--- MATERIAL FOR THIS EXERCISE Enclosed Below ---

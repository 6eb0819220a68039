// TTL cache keyed by string
//
// Entries are never evicted, only overwritten, so the map grows with the
// number of distinct keys for the life of the process. Concurrent `set` on
// the same key is last-write-wins.
use crate::application::clock::Clock;
use chrono::{DateTime, TimeDelta, Utc};
use std::collections::HashMap;
use std::sync::{Arc, Mutex, MutexGuard};
use std::time::Duration;

struct CacheEntry<T> {
    value: T,
    stored_at: DateTime<Utc>,
}

pub struct CacheStore<T> {
    ttl: TimeDelta,
    clock: Arc<dyn Clock>,
    entries: Mutex<HashMap<String, CacheEntry<T>>>,
}

impl<T: Clone> CacheStore<T> {
    pub fn new(ttl: Duration, clock: Arc<dyn Clock>) -> Self {
        Self {
            ttl: TimeDelta::from_std(ttl).unwrap_or(TimeDelta::MAX),
            clock,
            entries: Mutex::new(HashMap::new()),
        }
    }

    /// Returns the value only while it is younger than the TTL
    pub fn get(&self, key: &str) -> Option<T> {
        let now = self.clock.now();
        let entries = self.lock();
        let entry = entries.get(key)?;
        if now - entry.stored_at < self.ttl {
            Some(entry.value.clone())
        } else {
            tracing::debug!(key, "Cache entry expired");
            None
        }
    }

    pub fn set(&self, key: impl Into<String>, value: T) {
        let stored_at = self.clock.now();
        self.lock().insert(key.into(), CacheEntry { value, stored_at });
    }

    /// Physical entry count, stale entries included
    pub fn len(&self) -> usize {
        self.lock().len()
    }

    pub fn is_empty(&self) -> bool {
        self.len() == 0
    }

    fn lock(&self) -> MutexGuard<'_, HashMap<String, CacheEntry<T>>> {
        self.entries.lock().unwrap_or_else(|e| e.into_inner())
    }
}
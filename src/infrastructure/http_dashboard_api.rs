// HTTP client for the dashboard data endpoint
use crate::application::dashboard_api::{DashboardApi, DashboardRequest};
use crate::application::data_fetcher::FetchError;
use crate::domain::payload::FetchResult;
use async_trait::async_trait;

#[derive(Debug, Clone)]
pub struct HttpDashboardApi {
    client: reqwest::Client,
    endpoint: String,
    token: String,
}

impl HttpDashboardApi {
    pub fn new(endpoint: String, token: String) -> Self {
        Self {
            client: reqwest::Client::new(),
            endpoint: endpoint.trim_end_matches('/').to_string(),
            token,
        }
    }

    fn build_url(&self, request: &DashboardRequest) -> String {
        let mut url = format!(
            "{}?tab={}&period={}&user={}&timestamp={}",
            self.endpoint,
            request.tab,
            request.period.query_value(),
            urlencoding::encode(&request.user),
            request.timestamp_ms
        );
        if let Some(range) = request.period.custom_range() {
            url.push_str(&format!("&from={}&to={}", range.start(), range.end()));
        }
        url
    }
}

#[async_trait]
impl DashboardApi for HttpDashboardApi {
    fn endpoint(&self) -> &str {
        &self.endpoint
    }

    async fn get_dashboard(&self, request: &DashboardRequest) -> Result<FetchResult, FetchError> {
        let url = self.build_url(request);

        let response = self
            .client
            .get(&url)
            .header("X-User", &request.user)
            .header("X-Tab", request.tab.as_str())
            .header("X-Period", request.period.query_value())
            .header("Authorization", format!("Bearer {}", self.token))
            .header("Accept", "application/json")
            .send()
            .await
            .map_err(|e| FetchError::Transport(format!("failed to reach {}: {}", self.endpoint, e)))?;

        if !response.status().is_success() {
            let status = response.status();
            let body = response.text().await.unwrap_or_default();
            return Err(FetchError::Transport(format!(
                "dashboard API responded with status {}: {}",
                status, body
            )));
        }

        response
            .json::<FetchResult>()
            .await
            .map_err(|e| FetchError::Validation(format!("malformed response body: {}", e)))
    }
}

--- End of Enclosed MATERIAL FOR THIS EXERCISE ---

> **EXERCISE**:
Pick out every line above that holds the word "HttpDashboardApi" and copy it.

> **SOLUTION**:
pub struct HttpDashboardApi {
impl HttpDashboardApi {
impl DashboardApi for HttpDashboardApi {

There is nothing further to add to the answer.